## EXERCISE REQUIREMENTS
Quote all of the data below exactly, please.

## Stored items

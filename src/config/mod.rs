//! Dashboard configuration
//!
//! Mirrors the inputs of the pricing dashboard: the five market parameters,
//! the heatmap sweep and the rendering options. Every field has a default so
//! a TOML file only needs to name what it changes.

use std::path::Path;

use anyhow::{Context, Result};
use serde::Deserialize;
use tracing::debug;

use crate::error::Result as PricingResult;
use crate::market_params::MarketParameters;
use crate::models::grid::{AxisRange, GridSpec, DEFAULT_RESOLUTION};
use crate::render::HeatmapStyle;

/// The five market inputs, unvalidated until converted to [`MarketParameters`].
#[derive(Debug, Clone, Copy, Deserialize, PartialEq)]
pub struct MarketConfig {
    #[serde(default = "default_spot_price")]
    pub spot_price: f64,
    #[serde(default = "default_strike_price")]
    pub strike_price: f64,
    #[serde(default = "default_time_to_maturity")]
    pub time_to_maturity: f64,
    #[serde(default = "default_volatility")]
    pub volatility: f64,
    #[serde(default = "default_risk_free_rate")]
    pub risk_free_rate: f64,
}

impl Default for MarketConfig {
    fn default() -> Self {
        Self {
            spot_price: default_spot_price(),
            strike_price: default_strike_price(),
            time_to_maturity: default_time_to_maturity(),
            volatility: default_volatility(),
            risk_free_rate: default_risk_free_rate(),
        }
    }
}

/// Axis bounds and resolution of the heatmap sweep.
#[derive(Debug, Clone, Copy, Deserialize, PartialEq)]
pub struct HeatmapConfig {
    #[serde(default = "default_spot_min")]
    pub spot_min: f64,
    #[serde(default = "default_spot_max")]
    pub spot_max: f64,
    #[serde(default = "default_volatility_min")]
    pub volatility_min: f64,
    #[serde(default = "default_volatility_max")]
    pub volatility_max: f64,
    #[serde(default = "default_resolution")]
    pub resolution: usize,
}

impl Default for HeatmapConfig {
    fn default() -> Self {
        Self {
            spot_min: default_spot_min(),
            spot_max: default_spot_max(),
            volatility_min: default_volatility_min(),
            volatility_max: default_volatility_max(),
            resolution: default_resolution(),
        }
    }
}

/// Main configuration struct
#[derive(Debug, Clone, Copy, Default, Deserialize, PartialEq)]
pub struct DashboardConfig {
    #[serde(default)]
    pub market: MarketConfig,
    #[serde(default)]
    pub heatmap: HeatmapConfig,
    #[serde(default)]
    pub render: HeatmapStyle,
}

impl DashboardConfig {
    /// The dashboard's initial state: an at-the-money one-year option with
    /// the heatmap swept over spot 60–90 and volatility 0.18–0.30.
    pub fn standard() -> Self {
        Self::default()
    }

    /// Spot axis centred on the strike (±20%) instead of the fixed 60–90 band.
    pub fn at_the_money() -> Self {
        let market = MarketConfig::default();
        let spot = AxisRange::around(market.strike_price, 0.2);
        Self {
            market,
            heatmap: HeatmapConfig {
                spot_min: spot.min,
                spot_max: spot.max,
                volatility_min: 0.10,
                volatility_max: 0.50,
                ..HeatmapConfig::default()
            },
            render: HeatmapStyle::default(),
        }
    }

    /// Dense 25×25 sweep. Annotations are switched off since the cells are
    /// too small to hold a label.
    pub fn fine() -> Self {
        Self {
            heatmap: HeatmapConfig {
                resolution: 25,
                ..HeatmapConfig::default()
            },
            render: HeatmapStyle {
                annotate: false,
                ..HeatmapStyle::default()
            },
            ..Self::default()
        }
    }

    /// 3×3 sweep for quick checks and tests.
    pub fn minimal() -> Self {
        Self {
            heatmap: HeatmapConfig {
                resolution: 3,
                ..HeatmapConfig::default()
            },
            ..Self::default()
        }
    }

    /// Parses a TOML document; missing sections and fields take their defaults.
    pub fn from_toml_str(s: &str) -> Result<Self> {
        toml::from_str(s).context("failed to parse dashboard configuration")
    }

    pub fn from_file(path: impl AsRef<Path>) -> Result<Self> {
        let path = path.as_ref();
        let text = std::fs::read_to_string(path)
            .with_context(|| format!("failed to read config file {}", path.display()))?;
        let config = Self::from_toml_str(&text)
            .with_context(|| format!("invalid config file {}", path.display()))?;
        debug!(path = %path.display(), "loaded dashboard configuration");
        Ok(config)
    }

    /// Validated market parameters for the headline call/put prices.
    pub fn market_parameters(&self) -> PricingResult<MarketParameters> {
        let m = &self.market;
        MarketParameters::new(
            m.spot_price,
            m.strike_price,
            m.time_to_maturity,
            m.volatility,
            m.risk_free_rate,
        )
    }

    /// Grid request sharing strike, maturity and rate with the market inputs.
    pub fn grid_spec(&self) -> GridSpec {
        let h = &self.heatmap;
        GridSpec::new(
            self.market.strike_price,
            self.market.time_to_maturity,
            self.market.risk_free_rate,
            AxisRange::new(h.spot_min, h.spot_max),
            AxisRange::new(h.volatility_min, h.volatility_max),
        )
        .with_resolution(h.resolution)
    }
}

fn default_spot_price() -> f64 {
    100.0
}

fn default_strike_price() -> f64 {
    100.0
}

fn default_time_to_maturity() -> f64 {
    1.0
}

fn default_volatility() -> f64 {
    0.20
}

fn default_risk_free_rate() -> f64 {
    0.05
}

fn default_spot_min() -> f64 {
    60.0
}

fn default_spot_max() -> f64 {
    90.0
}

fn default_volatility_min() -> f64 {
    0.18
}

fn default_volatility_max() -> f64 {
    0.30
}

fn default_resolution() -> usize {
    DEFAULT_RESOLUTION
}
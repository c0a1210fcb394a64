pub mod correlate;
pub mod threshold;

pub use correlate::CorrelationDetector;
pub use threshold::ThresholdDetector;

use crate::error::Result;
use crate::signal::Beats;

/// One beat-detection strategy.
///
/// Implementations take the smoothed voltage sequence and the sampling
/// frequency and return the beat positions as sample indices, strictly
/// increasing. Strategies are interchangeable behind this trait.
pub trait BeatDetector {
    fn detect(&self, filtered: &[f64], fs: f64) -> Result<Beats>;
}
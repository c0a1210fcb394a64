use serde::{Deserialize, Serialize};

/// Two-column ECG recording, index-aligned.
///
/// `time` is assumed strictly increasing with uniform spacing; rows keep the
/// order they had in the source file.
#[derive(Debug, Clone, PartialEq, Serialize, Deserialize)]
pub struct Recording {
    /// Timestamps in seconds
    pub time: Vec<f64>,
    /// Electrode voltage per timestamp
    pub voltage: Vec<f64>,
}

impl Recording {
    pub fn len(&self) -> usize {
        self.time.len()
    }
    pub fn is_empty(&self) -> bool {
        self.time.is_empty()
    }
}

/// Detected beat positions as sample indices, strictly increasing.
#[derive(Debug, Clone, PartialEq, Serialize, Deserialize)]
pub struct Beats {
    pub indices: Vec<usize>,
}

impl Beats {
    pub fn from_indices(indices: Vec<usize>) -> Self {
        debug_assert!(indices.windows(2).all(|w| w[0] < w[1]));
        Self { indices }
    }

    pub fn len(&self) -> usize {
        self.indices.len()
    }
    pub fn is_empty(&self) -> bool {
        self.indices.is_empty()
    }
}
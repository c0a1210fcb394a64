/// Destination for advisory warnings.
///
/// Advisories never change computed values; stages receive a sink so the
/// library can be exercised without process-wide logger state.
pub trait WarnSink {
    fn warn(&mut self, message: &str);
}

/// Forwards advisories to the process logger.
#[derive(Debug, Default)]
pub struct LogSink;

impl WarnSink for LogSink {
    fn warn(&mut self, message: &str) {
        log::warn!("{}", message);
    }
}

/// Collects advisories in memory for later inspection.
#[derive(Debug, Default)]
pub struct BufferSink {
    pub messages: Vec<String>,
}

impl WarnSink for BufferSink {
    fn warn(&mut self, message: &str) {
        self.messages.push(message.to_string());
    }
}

## TASK ANSWER
filename src/config/mod.rs
//! Dashboard configuration
//!
//! Mirrors the inputs of the pricing dashboard: the five market parameters,
//! the heatmap sweep and the rendering options. Every field has a default so
//! a TOML file only needs to name what it changes.

use std::path::Path;

use anyhow::{Context, Result};
use serde::Deserialize;
use tracing::debug;

use crate::error::Result as PricingResult;
use crate::market_params::MarketParameters;
use crate::models::grid::{AxisRange, GridSpec, DEFAULT_RESOLUTION};
use crate::render::HeatmapStyle;

/// The five market inputs, unvalidated until converted to [`MarketParameters`].
#[derive(Debug, Clone, Copy, Deserialize, PartialEq)]
pub struct MarketConfig {
    #[serde(default = "default_spot_price")]
    pub spot_price: f64,
    #[serde(default = "default_strike_price")]
    pub strike_price: f64,
    #[serde(default = "default_time_to_maturity")]
    pub time_to_maturity: f64,
    #[serde(default = "default_volatility")]
    pub volatility: f64,
    #[serde(default = "default_risk_free_rate")]
    pub risk_free_rate: f64,
}

impl Default for MarketConfig {
    fn default() -> Self {
        Self {
            spot_price: default_spot_price(),
            strike_price: default_strike_price(),
            time_to_maturity: default_time_to_maturity(),
            volatility: default_volatility(),
            risk_free_rate: default_risk_free_rate(),
        }
    }
}

/// Axis bounds and resolution of the heatmap sweep.
#[derive(Debug, Clone, Copy, Deserialize, PartialEq)]
pub struct HeatmapConfig {
    #[serde(default = "default_spot_min")]
    pub spot_min: f64,
    #[serde(default = "default_spot_max")]
    pub spot_max: f64,
    #[serde(default = "default_volatility_min")]
    pub volatility_min: f64,
    #[serde(default = "default_volatility_max")]
    pub volatility_max: f64,
    #[serde(default = "default_resolution")]
    pub resolution: usize,
}

impl Default for HeatmapConfig {
    fn default() -> Self {
        Self {
            spot_min: default_spot_min(),
            spot_max: default_spot_max(),
            volatility_min: default_volatility_min(),
            volatility_max: default_volatility_max(),
            resolution: default_resolution(),
        }
    }
}

/// Main configuration struct
#[derive(Debug, Clone, Copy, Default, Deserialize, PartialEq)]
pub struct DashboardConfig {
    #[serde(default)]
    pub market: MarketConfig,
    #[serde(default)]
    pub heatmap: HeatmapConfig,
    #[serde(default)]
    pub render: HeatmapStyle,
}

impl DashboardConfig {
    /// The dashboard's initial state: an at-the-money one-year option with
    /// the heatmap swept over spot 60–90 and volatility 0.18–0.30.
    pub fn standard() -> Self {
        Self::default()
    }

    /// Spot axis centred on the strike (±20%) instead of the fixed 60–90 band.
    pub fn at_the_money() -> Self {
        let market = MarketConfig::default();
        let spot = AxisRange::around(market.strike_price, 0.2);
        Self {
            market,
            heatmap: HeatmapConfig {
                spot_min: spot.min,
                spot_max: spot.max,
                volatility_min: 0.10,
                volatility_max: 0.50,
                ..HeatmapConfig::default()
            },
            render: HeatmapStyle::default(),
        }
    }

    /// Dense 25×25 sweep. Annotations are switched off since the cells are
    /// too small to hold a label.
    pub fn fine() -> Self {
        Self {
            heatmap: HeatmapConfig {
                resolution: 25,
                ..HeatmapConfig::default()
            },
            render: HeatmapStyle {
                annotate: false,
                ..HeatmapStyle::default()
            },
            ..Self::default()
        }
    }

    /// 3×3 sweep for quick checks and tests.
    pub fn minimal() -> Self {
        Self {
            heatmap: HeatmapConfig {
                resolution: 3,
                ..HeatmapConfig::default()
            },
            ..Self::default()
        }
    }

    /// Parses a TOML document; missing sections and fields take their defaults.
    pub fn from_toml_str(s: &str) -> Result<Self> {
        toml::from_str(s).context("failed to parse dashboard configuration")
    }

    pub fn from_file(path: impl AsRef<Path>) -> Result<Self> {
        let path = path.as_ref();
        let text = std::fs::read_to_string(path)
            .with_context(|| format!("failed to read config file {}", path.display()))?;
        let config = Self::from_toml_str(&text)
            .with_context(|| format!("invalid config file {}", path.display()))?;
        debug!(path = %path.display(), "loaded dashboard configuration");
        Ok(config)
    }

    /// Validated market parameters for the headline call/put prices.
    pub fn market_parameters(&self) -> PricingResult<MarketParameters> {
        let m = &self.market;
        MarketParameters::new(
            m.spot_price,
            m.strike_price,
            m.time_to_maturity,
            m.volatility,
            m.risk_free_rate,
        )
    }

    /// Grid request sharing strike, maturity and rate with the market inputs.
    pub fn grid_spec(&self) -> GridSpec {
        let h = &self.heatmap;
        GridSpec::new(
            self.market.strike_price,
            self.market.time_to_maturity,
            self.market.risk_free_rate,
            AxisRange::new(h.spot_min, h.spot_max),
            AxisRange::new(h.volatility_min, h.volatility_max),
        )
        .with_resolution(h.resolution)
    }
}

fn default_spot_price() -> f64 {
    100.0
}

fn default_strike_price() -> f64 {
    100.0
}

fn default_time_to_maturity() -> f64 {
    1.0
}

fn default_volatility() -> f64 {
    0.20
}

fn default_risk_free_rate() -> f64 {
    0.05
}

fn default_spot_min() -> f64 {
    60.0
}

fn default_spot_max() -> f64 {
    90.0
}

fn default_volatility_min() -> f64 {
    0.18
}

fn default_volatility_max() -> f64 {
    0.30
}

fn default_resolution() -> usize {
    DEFAULT_RESOLUTION
}
repository c0a1210fcb394a64
pub mod correlate;
pub mod threshold;

pub use correlate::CorrelationDetector;
pub use threshold::ThresholdDetector;

use crate::error::Result;
use crate::signal::Beats;

/// One beat-detection strategy.
///
/// Implementations take the smoothed voltage sequence and the sampling
/// frequency and return the beat positions as sample indices, strictly
/// increasing. Strategies are interchangeable behind this trait.
pub trait BeatDetector {
    fn detect(&self, filtered: &[f64], fs: f64) -> Result<Beats>;
}
repository c0a1210fcb394a64
use serde::{Deserialize, Serialize};

/// Two-column ECG recording, index-aligned.
///
/// `time` is assumed strictly increasing with uniform spacing; rows keep the
/// order they had in the source file.
#[derive(Debug, Clone, PartialEq, Serialize, Deserialize)]
pub struct Recording {
    /// Timestamps in seconds
    pub time: Vec<f64>,
    /// Electrode voltage per timestamp
    pub voltage: Vec<f64>,
}

impl Recording {
    pub fn len(&self) -> usize {
        self.time.len()
    }
    pub fn is_empty(&self) -> bool {
        self.time.is_empty()
    }
}

/// Detected beat positions as sample indices, strictly increasing.
#[derive(Debug, Clone, PartialEq, Serialize, Deserialize)]
pub struct Beats {
    pub indices: Vec<usize>,
}

impl Beats {
    pub fn from_indices(indices: Vec<usize>) -> Self {
        debug_assert!(indices.windows(2).all(|w| w[0] < w[1]));
        Self { indices }
    }

    pub fn len(&self) -> usize {
        self.indices.len()
    }
    pub fn is_empty(&self) -> bool {
        self.indices.is_empty()
    }
}
repository c0a1210fcb394a64
/// Destination for advisory warnings.
///
/// Advisories never change computed values; stages receive a sink so the
/// library can be exercised without process-wide logger state.
pub trait WarnSink {
    fn warn(&mut self, message: &str);
}

/// Forwards advisories to the process logger.
#[derive(Debug, Default)]
pub struct LogSink;

impl WarnSink for LogSink {
    fn warn(&mut self, message: &str) {
        log::warn!("{}", message);
    }
}

/// Collects advisories in memory for later inspection.
#[derive(Debug, Default)]
pub struct BufferSink {
    pub messages: Vec<String>,
}

impl WarnSink for BufferSink {
    fn warn(&mut self, message: &str) {
        self.messages.push(message.to_string());
    }
}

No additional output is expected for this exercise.